## Input data
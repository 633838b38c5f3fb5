//! JWT utilities.
//!
//! Two kinds of HS256 tokens pass through the service:
//!
//! - **Check-in tokens**: minted for a class, embedded in the QR code and
//!   redeemed at `/entrypoint/{token}`. They expire after
//!   [`TokenConfig::token_expiry`] seconds (5 minutes by default).
//! - **Session tokens**: carry the participant [`Identity`] established by the
//!   identity provider. The service only verifies them; [`create_session_token`]
//!   exists for local tooling and tests.
//!
//! Expiry is checked with zero leeway. Every verification failure (bad
//! signature, expired, malformed) maps to the same unauthorized error, so a
//! caller cannot tell a forged token from an expired one.

use anyhow::anyhow;
use chrono::{DateTime, Utc};
use jsonwebtoken::{Algorithm, DecodingKey, EncodingKey, Header, Validation, decode, encode};

use rollcall_config::TokenConfig;
use rollcall_core::AppError;

use crate::claims::{CheckInClaims, Identity, SessionClaims};

fn strict_validation() -> Validation {
    let mut validation = Validation::new(Algorithm::HS256);
    validation.leeway = 0;
    validation.validate_aud = false;
    validation
}

/// Creates a check-in token for `class_id`, issued now.
pub fn issue_checkin_token(
    class_id: &str,
    secret: &str,
    config: &TokenConfig,
) -> Result<String, AppError> {
    issue_checkin_token_at(class_id, Utc::now(), secret, config)
}

/// Creates a check-in token for `class_id` as if issued at `issued_at`.
///
/// # Errors
///
/// Returns a bad request error when `class_id` is empty, and an internal
/// error if encoding fails.
pub fn issue_checkin_token_at(
    class_id: &str,
    issued_at: DateTime<Utc>,
    secret: &str,
    config: &TokenConfig,
) -> Result<String, AppError> {
    if class_id.is_empty() {
        return Err(AppError::bad_request(anyhow!("classId must not be empty")));
    }

    let iat = issued_at.timestamp().max(0) as usize;
    let claims = CheckInClaims {
        class_id: class_id.to_string(),
        iat,
        exp: iat + config.token_expiry.max(0) as usize,
    };

    encode(
        &Header::new(Algorithm::HS256),
        &claims,
        &EncodingKey::from_secret(secret.as_bytes()),
    )
    .map_err(|e| AppError::internal_error(format!("Failed to create check-in token: {}", e)))
}

/// Verifies a check-in token and returns its claims.
///
/// # Errors
///
/// Returns an unauthorized error if the signature does not match, the token
/// has expired, or it cannot be decoded.
pub fn verify_checkin_token(token: &str, secret: &str) -> Result<CheckInClaims, AppError> {
    let claims = decode::<CheckInClaims>(
        token,
        &DecodingKey::from_secret(secret.as_bytes()),
        &strict_validation(),
    )
    .map(|data| data.claims)
    .map_err(|_| AppError::unauthorized("Invalid or expired token"))?;

    if claims.class_id.is_empty() {
        return Err(AppError::unauthorized("Invalid or expired token"));
    }

    Ok(claims)
}

/// Creates a session token for `identity`.
pub fn create_session_token(
    identity: &Identity,
    secret: &str,
    expiry_seconds: i64,
) -> Result<String, AppError> {
    let now = Utc::now().timestamp() as usize;

    let claims = SessionClaims {
        identity: identity.clone(),
        exp: now + expiry_seconds.max(0) as usize,
        iat: now,
    };

    encode(
        &Header::new(Algorithm::HS256),
        &claims,
        &EncodingKey::from_secret(secret.as_bytes()),
    )
    .map_err(|e| AppError::internal_error(format!("Failed to create session token: {}", e)))
}

/// Verifies a session token and returns the identity it carries.
pub fn verify_session_token(token: &str, secret: &str) -> Result<Identity, AppError> {
    decode::<SessionClaims>(
        token,
        &DecodingKey::from_secret(secret.as_bytes()),
        &strict_validation(),
    )
    .map(|data| data.claims.identity)
    .map_err(|_| AppError::unauthorized("Invalid or expired session"))
}
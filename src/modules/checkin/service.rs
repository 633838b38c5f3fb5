use chrono::{DateTime, Utc};
use tracing::{info, instrument};

use rollcall_auth::{Identity, TokenService};
use rollcall_core::AppError;
use rollcall_db::AttendanceStore;
use rollcall_models::AttendanceRecord;

pub struct CheckInService;

impl CheckInService {
    #[instrument(skip(tokens, store, token, identity), fields(email = %identity.email))]
    pub async fn check_in(
        tokens: &TokenService,
        store: &dyn AttendanceStore,
        token: &str,
        identity: &Identity,
        retention_seconds: i64,
    ) -> Result<AttendanceRecord, AppError> {
        Self::check_in_at(tokens, store, token, identity, retention_seconds, Utc::now()).await
    }

    /// Redeems `token` for `identity` at `now`.
    ///
    /// An invalid or expired token fails with 401 before the store is touched.
    /// A repeat check-in overwrites the participant's previous record.
    #[instrument(skip(tokens, store, token, identity), fields(email = %identity.email))]
    pub async fn check_in_at(
        tokens: &TokenService,
        store: &dyn AttendanceStore,
        token: &str,
        identity: &Identity,
        retention_seconds: i64,
        now: DateTime<Utc>,
    ) -> Result<AttendanceRecord, AppError> {
        let claims = tokens.verify(token).await?;

        let record = AttendanceRecord::check_in(
            claims.class_id,
            identity.email.clone(),
            identity.login_info(),
            now,
            retention_seconds,
        );
        store.put_attendance(&record).await?;

        info!(
            class_id = %record.class_id,
            email = %record.email,
            login_info = %record.login_info,
            "Successful entry"
        );

        Ok(record)
    }
}
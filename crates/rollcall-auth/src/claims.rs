//! JWT claim structures.
//!
//! - [`CheckInClaims`]: what a check-in token binds (a class)
//! - [`Identity`]: the participant as described by the identity provider
//! - [`SessionClaims`]: an [`Identity`] wrapped with session timestamps

use serde::{Deserialize, Serialize};
use serde_json::{Map, Value};

/// Claims carried by a check-in token.
///
/// Tokens are only ever minted for one class and live for a few minutes.
/// Nothing prevents redeeming the same token several times inside that window.
#[derive(Debug, Clone, PartialEq, Eq, Serialize, Deserialize)]
pub struct CheckInClaims {
    #[serde(rename = "classId")]
    pub class_id: String,
    /// Token issued-at timestamp (Unix timestamp)
    pub iat: usize,
    /// Token expiration timestamp (Unix timestamp)
    pub exp: usize,
}

/// Authenticated participant.
///
/// Mirrors the OIDC user-info claims. `email` is the only claim the service
/// relies on; the rest is kept so it can be stored as login metadata.
#[derive(Debug, Clone, PartialEq, Serialize, Deserialize)]
pub struct Identity {
    pub sub: String,
    pub email: String,
    #[serde(default, skip_serializing_if = "Option::is_none")]
    pub name: Option<String>,
    #[serde(default, skip_serializing_if = "Option::is_none")]
    pub nickname: Option<String>,
    #[serde(default, skip_serializing_if = "Option::is_none")]
    pub picture: Option<String>,
    #[serde(default, skip_serializing_if = "Option::is_none")]
    pub email_verified: Option<bool>,
    /// Any further provider claims, retained verbatim.
    #[serde(flatten)]
    pub extra: Map<String, Value>,
}

impl Identity {
    pub fn new(sub: impl Into<String>, email: impl Into<String>) -> Self {
        Self {
            sub: sub.into(),
            email: email.into(),
            name: None,
            nickname: None,
            picture: None,
            email_verified: None,
            extra: Map::new(),
        }
    }

    pub fn with_name(mut self, name: impl Into<String>) -> Self {
        self.name = Some(name.into());
        self
    }

    /// Serialized form stored alongside an attendance record.
    pub fn login_info(&self) -> String {
        // Serializing a struct of strings, bools and JSON values cannot fail.
        serde_json::to_string(self).unwrap_or_default()
    }
}

/// Claims of the session token handed over by the identity provider.
#[derive(Debug, Clone, Serialize, Deserialize)]
pub struct SessionClaims {
    #[serde(flatten)]
    pub identity: Identity,
    /// Token expiration timestamp (Unix timestamp)
    pub exp: usize,
    /// Token issued-at timestamp (Unix timestamp)
    pub iat: usize,
}
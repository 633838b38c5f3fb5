use tracing::instrument;

use rollcall_core::AppError;
use rollcall_db::AttendanceStore;
use rollcall_models::RosterEntry;

pub struct RosterService;

impl RosterService {
    /// Every check-in recorded for `class_id`, in store order.
    ///
    /// A class nobody checked into yields an empty roster.
    #[instrument(skip(store))]
    pub async fn class_roster(
        store: &dyn AttendanceStore,
        class_id: &str,
    ) -> Result<Vec<RosterEntry>, AppError> {
        let records = store.class_attendance(class_id).await?;
        Ok(records.iter().map(|record| record.to_roster_entry()).collect())
    }
}

#[cfg(test)]
mod tests {
    use super::*;
    use chrono::Utc;
    use rollcall_db::InMemoryAttendanceStore;
    use rollcall_models::AttendanceRecord;

    #[tokio::test]
    async fn test_empty_class_has_empty_roster() {
        let store = InMemoryAttendanceStore::new();
        let roster = RosterService::class_roster(&store, "CS101").await.unwrap();
        assert!(roster.is_empty());
    }

    #[tokio::test]
    async fn test_roster_projects_records() {
        let store = InMemoryAttendanceStore::new();
        let record = AttendanceRecord::check_in(
            "CS101",
            "a@x.com",
            r#"{"sub":"auth0|1"}"#,
            Utc::now(),
            86400,
        );
        store.put_attendance(&record).await.unwrap();

        let roster = RosterService::class_roster(&store, "CS101").await.unwrap();
        assert_eq!(roster.len(), 1);
        assert_eq!(roster[0].email, "a@x.com");
        assert!(roster[0].attendance);
        assert_eq!(roster[0].date, record.check_in_date);
        assert_eq!(roster[0].login_info, r#"{"sub":"auth0|1"}"#);
    }
}
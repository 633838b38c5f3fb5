//! Session configuration.
//!
//! Participants log in through an external identity provider, which leaves
//! a signed session token in a cookie. These settings tell the service how
//! to read that cookie and where to send visitors who do not have one.
//!
//! - `SESSION_SECRET`: HS256 key the session token is signed with
//! - `SESSION_COOKIE`: cookie name (default: `appSession`)
//! - `LOGIN_URL`: where unauthenticated visitors are redirected (default: `/login`)
//! - `ORGANIZER_EMAILS`: comma separated emails allowed to view rosters and
//!   generate codes; empty means every authenticated user

use std::env;

use crate::{env_or, parse_list};

/// Development fallback for `SESSION_SECRET`; anyone can forge sessions with it.
pub const DEFAULT_SESSION_SECRET: &str = "your-session-secret-change-in-production";

#[derive(Clone, Debug)]
pub struct SessionConfig {
    pub secret: String,
    pub cookie_name: String,
    pub login_url: String,
    pub organizer_emails: Vec<String>,
    /// Lifetime of session tokens minted locally (CLI, tests), in seconds.
    pub session_expiry: i64,
}

impl SessionConfig {
    pub fn from_env() -> Self {
        Self {
            secret: env::var("SESSION_SECRET")
                .ok()
                .filter(|secret| !secret.is_empty())
                .unwrap_or_else(|| DEFAULT_SESSION_SECRET.to_string()),
            cookie_name: env::var("SESSION_COOKIE").unwrap_or_else(|_| "appSession".to_string()),
            login_url: env::var("LOGIN_URL").unwrap_or_else(|_| "/login".to_string()),
            organizer_emails: parse_list(&env::var("ORGANIZER_EMAILS").unwrap_or_default())
                .into_iter()
                .map(|email| email.to_lowercase())
                .collect(),
            session_expiry: env_or("SESSION_EXPIRY", 86400), // 24 hours
        }
    }

    pub fn uses_default_secret(&self) -> bool {
        self.secret == DEFAULT_SESSION_SECRET
    }

    /// Whether `email` may view rosters and generate check-in codes.
    pub fn is_organizer(&self, email: &str) -> bool {
        self.organizer_emails.is_empty()
            || self
                .organizer_emails
                .iter()
                .any(|allowed| allowed.eq_ignore_ascii_case(email))
    }
}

## Aim of the exercise
Read through the lines above and collect those that contain the string "tests".

## Task answer
//!   exists for local tooling and tests.
mod tests {
    /// Lifetime of session tokens minted locally (CLI, tests), in seconds.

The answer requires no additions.